Но у горизонта есть и другой аспект. Горизонт маркирует то, что остается вне поля. Это уже не «прочие» вещи, но чистое «вне». Им могут быть другие вещи, лежащие вне поля, а может быть и нечто внеположное любой вещи: «вне-определенное». Нужно самым решительным образом настаивать на том, что вовсе не одно и то же – «неопределенное» [indefinido] и «вне-определенное» [no-definido]. Неопределенность уже есть некий вид определения; «вне-определенное» не определено даже так, как определено неопределенное. Это различие сущностно важно. Вещи вне поля пребывают вне определения.
Разумеется – я уже на это указывал, – такая структура поля не является фиксированной; она изменчива. То измерение, сообразно которому поле подвержено изменениям, мы называем амплитудой поля. Амплитуда может изменяться как в сторону расширения, так и в сторону сжатия. Я имею в виду не только количество вещей, охватываемых полем, но и сам модус их полевого единства. Это изменение зависит не только от меня, но и от вещей. Новые вещи прежде всего модифицируют горизонт: происходит смещение горизонта. Но, помимо этого, любая новая вещь, которая вводится в поле, выходит из него или передвигается внутри него, производит изменения на первом плане, в фоне и на периферии: происходит более глубокая реорганизация поля.
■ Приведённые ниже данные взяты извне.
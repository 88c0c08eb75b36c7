//! REST Transport Client
//!
//! Thin wrapper around reqwest that executes a request factory under a retry
//! policy. Carries no business logic: callers decide what a non-success
//! status means, this layer only decides whether to try again.

use std::time::Duration;

use reqwest::Response;
use tokio_util::sync::CancellationToken;
use tracing::{debug, warn};

use crate::api::error::ApiError;
use crate::api::retry::RetryPolicy;

/// Default per-request timeout. Distinct from any overall operation timeout
/// the caller enforces.
const REQUEST_TIMEOUT: Duration = Duration::from_secs(60);

/// Cancellable HTTP transport shared by the agent and proxy API clients.
#[derive(Debug, Clone)]
pub struct RestClient {
    client: reqwest::Client,
}

impl RestClient {
    /// Create a transport with the default request timeout.
    pub fn new() -> Result<Self, reqwest::Error> {
        let client = reqwest::Client::builder()
            .timeout(REQUEST_TIMEOUT)
            .build()?;

        Ok(Self { client })
    }

    /// Execute a request under a retry policy.
    ///
    /// The factory is invoked once per attempt because a request body cannot
    /// be resent after a failed attempt. Cancellation aborts the in-flight
    /// call as well as any backoff wait.
    ///
    /// Returns the final response even when its status is non-success and
    /// non-retryable; the caller owns the interpretation of status codes.
    pub async fn execute<F>(
        &self,
        url: &str,
        policy: &RetryPolicy,
        cancel: &CancellationToken,
        build: F,
    ) -> Result<Response, ApiError>
    where
        F: Fn(&reqwest::Client) -> reqwest::RequestBuilder,
    {
        let mut retries: u32 = 0;

        loop {
            let request = build(&self.client);

            let outcome = tokio::select! {
                _ = cancel.cancelled() => return Err(ApiError::Cancelled),
                outcome = request.send() => outcome,
            };

            match outcome {
                Ok(response) => {
                    let decision = policy.decide(response.status(), retries);
                    if !decision.retry {
                        return Ok(response);
                    }

                    retries += 1;
                    debug!(
                        url = %url,
                        status = %response.status(),
                        retries,
                        "Transient response status, retrying"
                    );
                    Self::wait(decision.delay, cancel).await?;
                }
                Err(error) => {
                    if retries >= policy.max_retries() || !policy.should_retry_error(&error) {
                        return Err(ApiError::Transport {
                            url: url.to_string(),
                            source: error,
                        });
                    }

                    retries += 1;
                    warn!(url = %url, error = %error, retries, "Request failed, retrying");
                    Self::wait(policy.delay(retries), cancel).await?;
                }
            }
        }
    }

    async fn wait(delay: Duration, cancel: &CancellationToken) -> Result<(), ApiError> {
        tokio::select! {
            _ = cancel.cancelled() => Err(ApiError::Cancelled),
            _ = tokio::time::sleep(delay) => Ok(()),
        }
    }
}

/// Map a non-success response to an [`ApiError::Http`], preserving the status
/// so callers can distinguish protocol violations from transient exhaustion.
pub fn error_for_status(
    method: &'static str,
    url: &str,
    response: &Response,
) -> Result<(), ApiError> {
    if response.status().is_success() {
        Ok(())
    } else {
        Err(ApiError::Http {
            method,
            url: url.to_string(),
            status: response.status(),
        })
    }
}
Смещение горизонта и внутренняя реорганизация: вот два аспекта изменчивости поля. Не всегда они независимы друг от друга. Но мы не можем входить в подробное рассмотрение ни этой, ни других проблем поля, потому что это увело бы нас от главного вопроса. Сказанного достаточно.
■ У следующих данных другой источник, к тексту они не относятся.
//! API Error Types
//!
//! Error taxonomy for the transport layer. The kind of a failure is preserved
//! through retries so callers can tell "timed out trying" apart from "peer
//! rejected the request".

use reqwest::StatusCode;
use thiserror::Error;

/// Errors surfaced by the transport and API clients.
#[derive(Debug, Error)]
pub enum ApiError {
    /// A connection-level failure (refused, reset, timed out) that survived
    /// the retry schedule.
    #[error("request to '{url}' failed: {source}")]
    Transport {
        url: String,
        #[source]
        source: reqwest::Error,
    },

    /// The peer answered with a status the caller cannot treat as success.
    #[error("{method} '{url}' returned unexpected status {status}")]
    Http {
        method: &'static str,
        url: String,
        status: StatusCode,
    },

    /// The response body could not be deserialized into the expected shape.
    #[error("invalid response body from '{url}': {source}")]
    InvalidBody {
        url: String,
        #[source]
        source: reqwest::Error,
    },

    /// The operation's cancellation token fired before completion.
    #[error("operation cancelled")]
    Cancelled,
}

impl ApiError {
    /// The HTTP status carried by this error, if any.
    pub fn status(&self) -> Option<StatusCode> {
        match self {
            ApiError::Http { status, .. } => Some(*status),
            _ => None,
        }
    }

    /// Whether this error is an unexpected 4xx: a contract violation rather
    /// than a fault that retrying or waiting could fix.
    pub fn is_protocol_violation(&self) -> bool {
        matches!(self.status(), Some(status) if status.is_client_error())
    }
}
Теперь попытаемся более или менее строго помыслить, что же представляет собой это поле.
§ 2. Строгое понятие поля
Рассмотрим этот вопрос в несколько этапов.
1) Прежде всего, перед нами встает одна фундаментальная проблема. Конституирование поля как панорамы, в двух ее аспектах – как синопсиса в схватывании и как синтаксиса расположений – может создать впечатление, будто поле всегда есть нечто внешнее по отношению к вещам. Но это, как мы увидим, вовсе не так. Вне реальных вещей поле – ничто: я буду повторять это бессчетное число раз. Даже когда при описании поля мы говорим о том, что́ остается «вне» горизонта, это «вне» принадлежит самим вещам в поле. Без них было бы бессмысленным говорить о том, что лежит «вне» этих вещей. Стало быть, поле есть нечто заключенное в самих вещах. Мы тотчас это увидим.
Поле, о котором мы ведем речь, может быть ближайшим образом описано сообразно его содержанию, то есть тем вещам, которые в нем находятся: это могут быть камни, деревья, море, и т. д. Но поле может и должно быть описано также сообразно его собственному единству. Со стороны вещей, содержащихся в поле, это единство образует то, что можно назвать перцептивным полем. Но такое название, как мы вскоре увидим, очень условно. Очевидно, что в таком смысле поле не затрагивает самих вещей. Будут ли они ближними или дальними, находятся ли они в центре или на периферии моего восприятия, – все это не имеет отношения – по крайней мере, формально – к самим вещам, но касается только моего перцептивного акта, охватывающего их все в едином поле. В данном случае характеристика поля конституируется только моим перцептивным актом; и тогда поле оказывается чем-то внешним для самих вещей. Конечно, сами вещи не вполне чужды своему положению в поле: например, их размеры связаны с их положением в поле. И все же: вещи, которые охватываются перцептивным актом как нечто единое, являются вещами в силу их специфического содержания.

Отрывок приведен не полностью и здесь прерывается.